Answer: Sounds as though you are looking for attractive shrubs to line the foundation of your porch. If so, here are a few to consider:
Summersweet Clethra, Clethra alnifolia, is an excellent shrub for year around interest offering fragrant flowers, attractive leaves and interesting form. Its upright growth reaching 3-8 feet tall makes it appropriate for narrow spaces such as next to home foundations or in perennial borders.
Summersweet's finest attributes are its shade tolerance and its late season, long lasting and fragrant flowers. The flowers of white, pink or rose appear when few other plants are blooming in July through August. It has few insect and disease problems but thrives best in moist acidic soils.

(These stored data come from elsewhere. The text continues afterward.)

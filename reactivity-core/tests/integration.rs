//! Integration Tests for the Reactive System
//!
//! These tests drive cells, effects, triggers, slots and hooks together
//! through the public API.

use std::sync::atomic::{AtomicI32, AtomicUsize, Ordering};
use std::sync::Arc;

use parking_lot::Mutex;
use reactivity_core::config::RuntimeConfig;
use reactivity_core::deps;
use reactivity_core::reactive::{
    it, when, ChangeEvent, IdOptions, Property, Runtime, Stateful, SubscriberId,
};
use reactivity_core::ReactiveError;

/// Each subscription runs once per set.
#[test]
fn subscription_runs_once_per_set() {
    let cell = Stateful::new(0);
    let call_count = Arc::new(AtomicI32::new(0));

    let call_count_clone = call_count.clone();
    cell.subscribe(SubscriberId::new(), move || {
        call_count_clone.fetch_add(1, Ordering::SeqCst);
    });

    cell.set(1).unwrap();
    assert_eq!(call_count.load(Ordering::SeqCst), 1);

    // Setting an equal value is still a change
    cell.set(1).unwrap();
    assert_eq!(call_count.load(Ordering::SeqCst), 2);
}

/// Standalone cells can be listed by any runtime's effects.
#[test]
fn effect_over_standalone_cell() {
    let runtime = Runtime::new();
    let cell = Stateful::new(0);
    let runs = Arc::new(AtomicUsize::new(0));

    let runs_clone = runs.clone();
    let effect = runtime
        .use_effect(
            move || {
                runs_clone.fetch_add(1, Ordering::SeqCst);
            },
            deps![cell],
        )
        .unwrap();

    cell.set(1).unwrap();
    cell.set(2).unwrap();
    assert_eq!(runs.load(Ordering::SeqCst), 2);

    effect.dispose();
    cell.set(3).unwrap();
    assert_eq!(runs.load(Ordering::SeqCst), 2);
}

/// An effect over one cell sees every value it is set to, in order.
#[test]
fn effect_observes_every_value() {
    let runtime = Runtime::new();
    let (count, set_count) = runtime.use_state(0);
    let observed = Arc::new(Mutex::new(Vec::new()));

    let count_clone = count.clone();
    let observed_clone = observed.clone();
    let effect = runtime
        .use_effect(
            move || observed_clone.lock().push(count_clone.get()),
            deps![count],
        )
        .unwrap();

    for i in 1..=10 {
        set_count.set(i).unwrap();
    }

    assert_eq!(effect.run_count(), 10);
    assert_eq!(*observed.lock(), (1..=10).collect::<Vec<_>>());
}

/// Disposing stops the effect; sets after that are silent.
#[test]
fn disposer_stops_effect() {
    let runtime = Runtime::new();
    let a = runtime.state(0);
    let b = runtime.state(String::new());
    let runs = Arc::new(AtomicUsize::new(0));

    let runs_clone = runs.clone();
    let effect = runtime
        .use_effect(
            move || {
                runs_clone.fetch_add(1, Ordering::SeqCst);
            },
            deps![a, b],
        )
        .unwrap();
    let dispose = effect.disposer();

    a.set(1).unwrap();
    b.set("x".into()).unwrap();
    assert_eq!(runs.load(Ordering::SeqCst), 2);

    dispose();
    a.set(2).unwrap();
    b.set("y".into()).unwrap();
    assert_eq!(runs.load(Ordering::SeqCst), 2);
    assert!(effect.is_disposed());
}

/// Two predicates, one action per matching change.
#[test]
fn trigger_with_two_predicates() {
    let count = Stateful::new(0);
    let hits = Arc::new(Mutex::new(Vec::new()));

    let hits_clone = hits.clone();
    when(
        it(&count).equals(3).meets_condition(|c| *c > 7),
        move |c| hits_clone.lock().push(c),
    );

    for i in 1..=10 {
        count.set(i).unwrap();
    }

    assert_eq!(*hits.lock(), vec![3, 8, 9, 10]);
}

/// Counting from 40 to 60 crosses 50 exactly once.
#[test]
fn trigger_on_exact_value_fires_once() {
    let runtime = Runtime::new();
    let count = runtime.state(40);
    let reached = Arc::new(Mutex::new(Vec::new()));

    let reached_clone = reached.clone();
    when(it(&count).equals(50), move |c| reached_clone.lock().push(c));

    for _ in 0..20 {
        count.update(|c| c + 1).unwrap();
    }

    assert_eq!(count.get(), 60);
    assert_eq!(*reached.lock(), vec![50]);
}

/// Counting up from 40 until the threshold holds fires at 50, not 49 or 51.
#[test]
fn threshold_trigger_fires_when_reached() {
    let runtime = Runtime::new();
    let count = runtime.state(40);
    let fired = Arc::new(Mutex::new(Vec::new()));

    let fired_clone = fired.clone();
    when(it(&count).meets_condition(|c| *c >= 50), move |c| {
        fired_clone.lock().push(c)
    });

    while fired.lock().is_empty() {
        count.update(|c| c + 1).unwrap();
    }

    assert_eq!(count.get(), 50);
    assert_eq!(*fired.lock(), vec![50]);
}

/// The first call from a site wins; later initial values are ignored.
#[test]
fn slot_keeps_first_value() {
    let runtime = Runtime::new();

    let values: Vec<i32> = [5, 999]
        .into_iter()
        .map(|initial| runtime.use_ref(initial).unwrap().get())
        .collect();

    assert_eq!(values, vec![5, 5]);
}

/// Slot writes persist across calls from the same site.
#[test]
fn slot_tracks_renders() {
    fn render(runtime: &Runtime) -> usize {
        let renders = runtime.use_ref(0_usize).unwrap();
        renders.update(|n| {
            *n += 1;
            *n
        })
    }

    let runtime = Runtime::new();
    assert_eq!(render(&runtime), 1);
    assert_eq!(render(&runtime), 2);
    assert_eq!(render(&runtime), 3);

    // A different runtime has its own slots
    assert_eq!(render(&Runtime::new()), 1);
}

#[test]
fn use_id_is_stable_and_in_range() {
    fn component_id(runtime: &Runtime) -> u64 {
        runtime.use_id(IdOptions::new(100, 200))
    }

    let runtime = Runtime::new();
    let first = component_id(&runtime);
    assert_eq!(component_id(&runtime), first);
    assert!((100..=200).contains(&first));
}

/// A hook sees both mutations, in order, with the new values.
#[test]
fn global_hook_sees_each_mutation() {
    let runtime = Runtime::new();
    let cell = runtime.state(0);
    let seen = Arc::new(Mutex::new(Vec::new()));

    let seen_clone = seen.clone();
    runtime.install_global_hook(move |event: &ChangeEvent<'_>| {
        if let Some(value) = event.value_as::<i32>() {
            seen_clone.lock().push(*value);
        }
    });

    cell.set(1).unwrap();
    cell.set(2).unwrap();

    assert_eq!(*seen.lock(), vec![1, 2]);
}

/// Hooks run in installation order, after the subscribers.
#[test]
fn hooks_follow_subscribers_in_order() {
    let runtime = Runtime::new();
    let cell = runtime.state(0);
    let order = Arc::new(Mutex::new(Vec::new()));

    for name in ["first hook", "second hook"] {
        let order = order.clone();
        runtime.install_global_hook(move |_: &ChangeEvent<'_>| order.lock().push(name));
    }
    let order_clone = order.clone();
    runtime
        .use_effect(move || order_clone.lock().push("effect"), deps![cell])
        .unwrap();

    cell.set(1).unwrap();
    assert_eq!(*order.lock(), vec!["effect", "first hook", "second hook"]);
}

/// A callback error ends the pass and surfaces from `set()`.
#[test]
fn callback_error_aborts_propagation() {
    let runtime = Runtime::new();
    let cell = runtime.state(0);
    let later = Arc::new(AtomicUsize::new(0));
    let hooked = Arc::new(AtomicUsize::new(0));

    runtime
        .use_effect(
            || -> reactivity_core::Result<()> { Err(ReactiveError::callback("boom")) },
            deps![cell],
        )
        .unwrap();
    let later_clone = later.clone();
    runtime
        .use_effect(
            move || {
                later_clone.fetch_add(1, Ordering::SeqCst);
            },
            deps![cell],
        )
        .unwrap();
    let hooked_clone = hooked.clone();
    runtime.install_global_hook(move |_: &ChangeEvent<'_>| {
        hooked_clone.fetch_add(1, Ordering::SeqCst);
    });

    let err = cell.set(7).unwrap_err();
    assert_eq!(err.to_string(), "callback failed: boom");

    assert_eq!(cell.get(), 7);
    assert_eq!(later.load(Ordering::SeqCst), 0);
    assert_eq!(hooked.load(Ordering::SeqCst), 0);
}

/// Two effects that set each other's cells hit the depth limit.
#[test]
fn mutual_recursion_is_refused() {
    let runtime = Runtime::with_config(RuntimeConfig::default().max_propagation_depth(Some(8)));
    let ping = runtime.state(0);
    let pong = runtime.state(0);

    let (ping_clone, pong_clone) = (ping.clone(), pong.clone());
    runtime
        .use_effect(move || pong_clone.set(ping_clone.get() + 1), deps![ping])
        .unwrap();
    let (ping_clone, pong_clone) = (ping.clone(), pong.clone());
    runtime
        .use_effect(move || ping_clone.set(pong_clone.get() + 1), deps![pong])
        .unwrap();

    let err = ping.set(1).unwrap_err();
    assert!(matches!(
        err,
        ReactiveError::ReentrantMutation { depth: 9, limit: 8, .. }
    ));
    assert_eq!(runtime.propagation_depth(), 0);

    // The runtime is usable again afterwards
    let other = runtime.state(0);
    assert!(other.set(1).is_ok());
}

#[test]
fn unbounded_runtime_allows_deep_chains() {
    let runtime = Runtime::with_config(RuntimeConfig::default().max_propagation_depth(None));
    let cells: Vec<Stateful<u32>> = (0..300).map(|_| runtime.state(0)).collect();

    for pair in cells.windows(2) {
        let (from, to) = (pair[0].clone(), pair[1].clone());
        pair[0].on_change(move || to.set(from.get() + 1));
    }

    cells[0].set(1).unwrap();
    assert_eq!(cells[299].get(), 300);
}

/// Dependencies from another runtime are caught at registration.
#[test]
fn cross_runtime_dependency_is_rejected() {
    let runtime = Runtime::with_config(RuntimeConfig::default().validate_dependencies(true));
    let own = runtime.state(0);
    let foreign = Runtime::new().state(0);

    let err = runtime
        .use_effect(|| {}, deps![own, foreign])
        .unwrap_err();
    assert_eq!(
        err.to_string(),
        format!(
            "dependency #2 is not a valid dependency (got {})",
            std::any::type_name::<Stateful<i32>>()
        )
    );
}

/// Cells of different types in one dependency list.
#[test]
fn mixed_type_dependencies() {
    let runtime = Runtime::new();
    let name = runtime.state(String::from("ada"));
    let age = runtime.state(36_u32);
    let summary = Arc::new(Mutex::new(String::new()));

    let (name_clone, age_clone, summary_clone) = (name.clone(), age.clone(), summary.clone());
    runtime
        .use_effect(
            move || *summary_clone.lock() = format!("{} ({})", name_clone.get(), age_clone.get()),
            deps![name, age],
        )
        .unwrap();

    age.set(37).unwrap();
    assert_eq!(*summary.lock(), "ada (37)");

    name.set(String::from("grace")).unwrap();
    assert_eq!(*summary.lock(), "grace (37)");
}

/// Properties as struct fields, watched by an effect and a trigger.
#[test]
fn property_fields_drive_effects_and_triggers() {
    struct Settings {
        volume: Property<u8>,
    }

    let runtime = Runtime::new();
    let settings = Settings {
        volume: Property::new(&runtime, 5),
    };
    let changes = Arc::new(AtomicUsize::new(0));
    let muted = Arc::new(AtomicUsize::new(0));

    let changes_clone = changes.clone();
    runtime
        .use_effect(
            move || {
                changes_clone.fetch_add(1, Ordering::SeqCst);
            },
            deps![settings.volume.state()],
        )
        .unwrap();
    let muted_clone = muted.clone();
    when(it(&settings.volume.state()).equals(0), move |_| {
        muted_clone.fetch_add(1, Ordering::SeqCst);
    });

    settings.volume.set_value(3).unwrap();
    settings.volume.set_value(0).unwrap();
    settings.volume.update(|v| v + 1).unwrap();

    assert_eq!(settings.volume.value(), 1);
    assert_eq!(changes.load(Ordering::SeqCst), 3);
    assert_eq!(muted.load(Ordering::SeqCst), 1);
}

#[test]
fn verbose_debug_output_from_json_config() {
    let config = RuntimeConfig::from_json(r#"{ "verbose_debug": true }"#).unwrap();
    let runtime = Runtime::with_config(config);

    runtime.enable_verbose_debug_output(true);
    assert_eq!(runtime.global_hook_count(), 1);

    runtime.state("quiet").set("loud").unwrap();
}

Some of Summersweet's notable cultivars include 'Hummingbird' with its 3-4 feet tall low mound and abundantly produced white flowers. 'Rosea' has glossy leaves and pink flowers.
Spicebush, Lindera benzoin, is another native shrub with interesting flowers. Although the greenish yellow flowers are much smaller than the buckeyes, they are flowering now in April before the leaves and may last for 3-4 weeks. Spicebush will grow in deep shade, but its best flowering and fall color occur when it has some sun. The scarlet fruit ripening in August through October is attractive to birds. For best fruiting a male and female shrub is necessary. The stems are spicely aromatic and were once used to make a tea.
Witch Alder, Fothergilla gardenii, is a slow growing shrub only reaching 2-3 feet tall with a compact mounded habit. Another shrub with year around appeal, fothergilla has fragrant flowers of cream colored bottlebrushes. It is also flowering now before the leaves appear. It has magnificent fall color of yellow, orange and crimson and will grow in sun or shade. Fothergilla works in nicely with rhododendrons or as a foundation plant. 'Blue Mist' is a very attractive cultivar with blue green leaves.
Oakleaf hydrangea, Hydrangea quercifolia, at four to six feet tall makes a dramatic show with large white flower panicles, large "oak looking" leaves and cinnamon brown bark. In fall the leaves turn a deep rich burgundy color that persist well into December.
For the lower areas of your foundation, consider some dwarf plants or add hostas and some colorful annuals which you can change as the seasons change.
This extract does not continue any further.